= Beginning of Section =

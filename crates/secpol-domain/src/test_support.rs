use crate::policy::Policy;
use crate::rules::Rule;
use crate::target::{
    BootloaderConfig, ConnectionConfig, ConnectionKind, Devicegraph, FirewallSettings,
    MountPoint, NetworkConfig, Startmode, TargetConfig,
};
use secpol_types::ids::ENV_SECURITY_POLICIES;

/// A devicegraph with one unencrypted file system per path.
pub fn devicegraph(paths: &[&str]) -> Devicegraph {
    Devicegraph {
        mount_points: paths
            .iter()
            .map(|path| MountPoint {
                path: path.to_string(),
                ..MountPoint::default()
            })
            .collect(),
    }
}

pub fn network(connections: Vec<ConnectionConfig>) -> NetworkConfig {
    NetworkConfig { connections }
}

pub fn wireless_conn(name: &str, startmode: Option<Startmode>) -> ConnectionConfig {
    ConnectionConfig {
        name: name.to_string(),
        interface: Some(name.to_string()),
        kind: ConnectionKind::Wireless,
        startmode,
    }
}

pub fn ethernet_conn(name: &str) -> ConnectionConfig {
    ConnectionConfig {
        name: name.to_string(),
        interface: Some(name.to_string()),
        kind: ConnectionKind::Ethernet,
        startmode: Some(Startmode::Auto),
    }
}

/// Two rules: an enabled storage rule and a disabled network rule.
pub fn scenario_policy() -> Policy {
    Policy::new("scenario", "Scenario").with_rules(vec![
        Rule::missing_mount_point("R1", "home_rule", "/home"),
        Rule::no_wireless("R2", "wireless_rule").with_disabled(true),
    ])
}

/// A target where every built-in rule fails.
pub fn stig_failing_target() -> TargetConfig {
    TargetConfig {
        storage: Some(devicegraph(&["/", "/boot/efi"])),
        network: Some(network(vec![
            wireless_conn("wlan0", Some(Startmode::Auto)),
            ethernet_conn("eth0"),
        ])),
        firewall: Some(FirewallSettings::default()),
        bootloader: Some(BootloaderConfig::default()),
    }
}

/// A variable set holding only the activation variable.
pub fn env_with(value: &str) -> Vec<(String, String)> {
    vec![(ENV_SECURITY_POLICIES.to_string(), value.to_string())]
}
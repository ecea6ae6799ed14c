use crate::policy::{Policy, PolicyId};
use secpol_types::{Issue, Scope};

/// Issues per policy, kept in the order policies were first registered.
#[derive(Clone, Debug, Default)]
pub struct IssuesCollection<'a> {
    entries: Vec<(&'a Policy, Vec<Issue>)>,
}

impl<'a> IssuesCollection<'a> {
    pub fn new() -> Self {
        Self::default()
    }

    /// Sets the issues for `policy`. Replacing an existing entry keeps its position.
    pub fn update(&mut self, policy: &'a Policy, issues: Vec<Issue>) {
        match self.entries.iter_mut().find(|(p, _)| *p == policy) {
            Some((_, existing)) => *existing = issues,
            None => self.entries.push((policy, issues)),
        }
    }

    pub fn get(&self, id: &PolicyId) -> Option<&[Issue]> {
        self.entries
            .iter()
            .find(|(p, _)| p.id() == id)
            .map(|(_, issues)| issues.as_slice())
    }

    pub fn iter(&self) -> impl Iterator<Item = (&'a Policy, &[Issue])> + '_ {
        self.entries
            .iter()
            .map(|(policy, issues)| (*policy, issues.as_slice()))
    }

    pub fn policies(&self) -> impl Iterator<Item = &'a Policy> + '_ {
        self.entries.iter().map(|(policy, _)| *policy)
    }

    /// Number of policies with an entry.
    pub fn len(&self) -> usize {
        self.entries.len()
    }

    pub fn is_empty(&self) -> bool {
        self.entries.is_empty()
    }

    pub fn total_issues(&self) -> usize {
        self.entries.iter().map(|(_, issues)| issues.len()).sum()
    }

    /// Every issue, policy by policy.
    pub fn all_issues(&self) -> Vec<&Issue> {
        self.entries
            .iter()
            .flat_map(|(_, issues)| issues.iter())
            .collect()
    }

    pub fn by_scope(&self, scope: Scope) -> Vec<&Issue> {
        self.all_issues()
            .into_iter()
            .filter(|issue| issue.scope == scope)
            .collect()
    }
}
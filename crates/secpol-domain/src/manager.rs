//! The policy registry and the entry point for evaluation and remediation.

use crate::catalog;
use crate::issues::IssuesCollection;
use crate::policy::{Policy, PolicyId};
use crate::rules::{Check, Rule};
use crate::target::TargetConfig;
use secpol_types::ids::ENV_SECURITY_POLICIES;
use secpol_types::{FixOutcome, Scope};
use std::collections::{BTreeMap, BTreeSet};

/// Failing rules per enabled policy, in registry order.
///
/// Policies without failing rules have no entry.
#[derive(Clone, Debug, Default, PartialEq)]
pub struct FailingRules<'a> {
    entries: Vec<(&'a Policy, Vec<&'a Rule>)>,
}

impl<'a> FailingRules<'a> {
    pub fn get(&self, policy: &Policy) -> Option<&[&'a Rule]> {
        self.entries
            .iter()
            .find(|(p, _)| *p == policy)
            .map(|(_, rules)| rules.as_slice())
    }

    pub fn iter(&self) -> impl Iterator<Item = (&'a Policy, &[&'a Rule])> + '_ {
        self.entries
            .iter()
            .map(|(policy, rules)| (*policy, rules.as_slice()))
    }

    pub fn len(&self) -> usize {
        self.entries.len()
    }

    pub fn is_empty(&self) -> bool {
        self.entries.is_empty()
    }
}

/// One remediation attempt made by [`Manager::remediate`].
#[derive(Clone, Debug, PartialEq, Eq)]
pub struct Remediation {
    pub policy_id: PolicyId,
    pub rule_id: String,
    pub scope: Scope,
    pub outcome: FixOutcome,
}

/// Registry of known policies plus the set currently enabled.
///
/// The registry is fixed at construction. Enabling or disabling takes `&mut self`, so a
/// host sharing one manager across threads has to serialise those calls itself.
#[derive(Clone, Debug)]
pub struct Manager {
    policies: Vec<Policy>,
    enabled: BTreeSet<PolicyId>,
}

impl Default for Manager {
    /// The built-in catalog with nothing enabled.
    fn default() -> Self {
        Self::new(catalog::known_policies())
    }
}

impl Manager {
    /// A manager over `policies` with nothing enabled.
    pub fn new(policies: Vec<Policy>) -> Self {
        Self {
            policies,
            enabled: BTreeSet::new(),
        }
    }

    /// The built-in catalog, enabled from the process environment.
    pub fn from_env() -> Self {
        let vars = std::env::vars_os()
            .filter_map(|(k, v)| Some((k.into_string().ok()?, v.into_string().ok()?)));
        Self::from_vars(vars)
    }

    /// The built-in catalog, enabled from an explicit variable set.
    pub fn from_vars<I, K, V>(vars: I) -> Self
    where
        I: IntoIterator<Item = (K, V)>,
        K: Into<String>,
        V: Into<String>,
    {
        Self::with_vars(catalog::known_policies(), vars)
    }

    /// `policies` as registry, enabled from an explicit variable set.
    pub fn with_vars<I, K, V>(policies: Vec<Policy>, vars: I) -> Self
    where
        I: IntoIterator<Item = (K, V)>,
        K: Into<String>,
        V: Into<String>,
    {
        let mut manager = Self::new(policies);
        let tokens = activation_tokens(vars);
        for token in &tokens {
            match manager.policies.iter().find(|p| p.id().matches(token)) {
                Some(policy) => {
                    manager.enabled.insert(policy.id().clone());
                }
                None => log::debug!("{ENV_SECURITY_POLICIES}: ignoring unknown policy '{token}'"),
            }
        }
        manager
    }

    pub fn policies(&self) -> &[Policy] {
        &self.policies
    }

    pub fn find_policy(&self, id: &str) -> Option<&Policy> {
        self.policies.iter().find(|p| p.id().as_str() == id)
    }

    /// No-op when `policy` is not in the registry.
    pub fn enable_policy(&mut self, policy: &Policy) {
        if self.policies.contains(policy) {
            self.enabled.insert(policy.id().clone());
        }
    }

    pub fn disable_policy(&mut self, policy: &Policy) {
        self.enabled.remove(policy.id());
    }

    pub fn enabled_policy(&self, policy: &Policy) -> bool {
        self.enabled.contains(policy.id())
    }

    /// Enabled policies in registry order.
    pub fn enabled_policies(&self) -> Vec<&Policy> {
        self.policies
            .iter()
            .filter(|p| self.enabled.contains(p.id()))
            .collect()
    }

    /// Marks the named rules disabled in every registered policy.
    ///
    /// Returns the names no policy knew; they are kept as placeholders.
    pub fn apply_disabled_rules<S: AsRef<str>>(&mut self, names: &[S]) -> Vec<String> {
        let mut unknown: Option<BTreeSet<String>> = None;
        for policy in &mut self.policies {
            let missing: BTreeSet<String> =
                policy.apply_disabled_rules(names).into_iter().collect();
            unknown = Some(match unknown {
                Some(acc) => acc.intersection(&missing).cloned().collect(),
                None => missing,
            });
        }

        let unknown: Vec<String> = unknown.unwrap_or_default().into_iter().collect();
        for name in &unknown {
            log::warn!("disabled rule '{name}' is not implemented; keeping it as a placeholder");
        }
        unknown
    }

    /// Failing rules of every enabled policy. Empty when nothing is enabled.
    pub fn failing_rules(
        &self,
        target: &TargetConfig,
        scope: Option<Scope>,
        include_disabled: bool,
    ) -> FailingRules<'_> {
        let entries = self
            .enabled_policies()
            .into_iter()
            .map(|policy| (policy, policy.failing_rules(target, scope, include_disabled)))
            .filter(|(_, rules)| !rules.is_empty())
            .collect();
        FailingRules { entries }
    }

    /// Issues of every enabled policy; a policy without issues gets an empty entry.
    pub fn issues(
        &self,
        target: &TargetConfig,
        scope: Option<Scope>,
        include_disabled: bool,
    ) -> IssuesCollection<'_> {
        let mut collection = IssuesCollection::new();
        for policy in self.enabled_policies() {
            collection.update(policy, policy.issues(target, scope, include_disabled));
        }
        collection
    }

    /// Number of rules an evaluation with these filters looks at. Placeholders recorded for
    /// unknown disabled names have no check and are not counted.
    pub fn evaluated_rule_count(&self, scope: Option<Scope>, include_disabled: bool) -> usize {
        self.enabled_policies()
            .into_iter()
            .map(|p| {
                p.evaluated_rules(scope, include_disabled)
                    .filter(|rule| rule.check() != &Check::Unknown)
                    .count()
            })
            .sum()
    }

    /// Applies the fix of every failing rule, policy by policy.
    ///
    /// Rules shared by several policies are fixed once; later attempts report
    /// [`FixOutcome::NothingToFix`]. There is no rollback: each fix is safe to re-apply.
    pub fn remediate(
        &self,
        target: &mut TargetConfig,
        scope: Option<Scope>,
        include_disabled: bool,
    ) -> Vec<Remediation> {
        let failing = self.failing_rules(target, scope, include_disabled);

        let mut out = Vec::new();
        for (policy, rules) in failing.iter() {
            for rule in rules {
                out.push(Remediation {
                    policy_id: policy.id().clone(),
                    rule_id: rule.id().to_string(),
                    scope: rule.scope(),
                    outcome: rule.fix(target),
                });
            }
        }
        out
    }
}

/// Comma-separated tokens of the activation variable.
///
/// Names are compared case-insensitively. Sorting first makes the choice deterministic
/// and prefers the all-uppercase spelling, which sorts before any lowercase variant.
fn activation_tokens<I, K, V>(vars: I) -> Vec<String>
where
    I: IntoIterator<Item = (K, V)>,
    K: Into<String>,
    V: Into<String>,
{
    let vars: BTreeMap<String, String> = vars
        .into_iter()
        .map(|(k, v)| (k.into(), v.into()))
        .collect();

    let Some(value) = vars
        .iter()
        .find(|(k, _)| k.eq_ignore_ascii_case(ENV_SECURITY_POLICIES))
        .map(|(_, v)| v)
    else {
        return Vec::new();
    };

    value
        .split(',')
        .map(str::trim)
        .filter(|t| !t.is_empty())
        .map(str::to_string)
        .collect()
}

= End of Section =

Instructions to follow ->
Which lines in the records above contain the word "PartialEq"? Return each of them.

Solution for this exercise ->
#[derive(Clone, Debug, Default, PartialEq)]
#[derive(Clone, Debug, PartialEq, Eq)]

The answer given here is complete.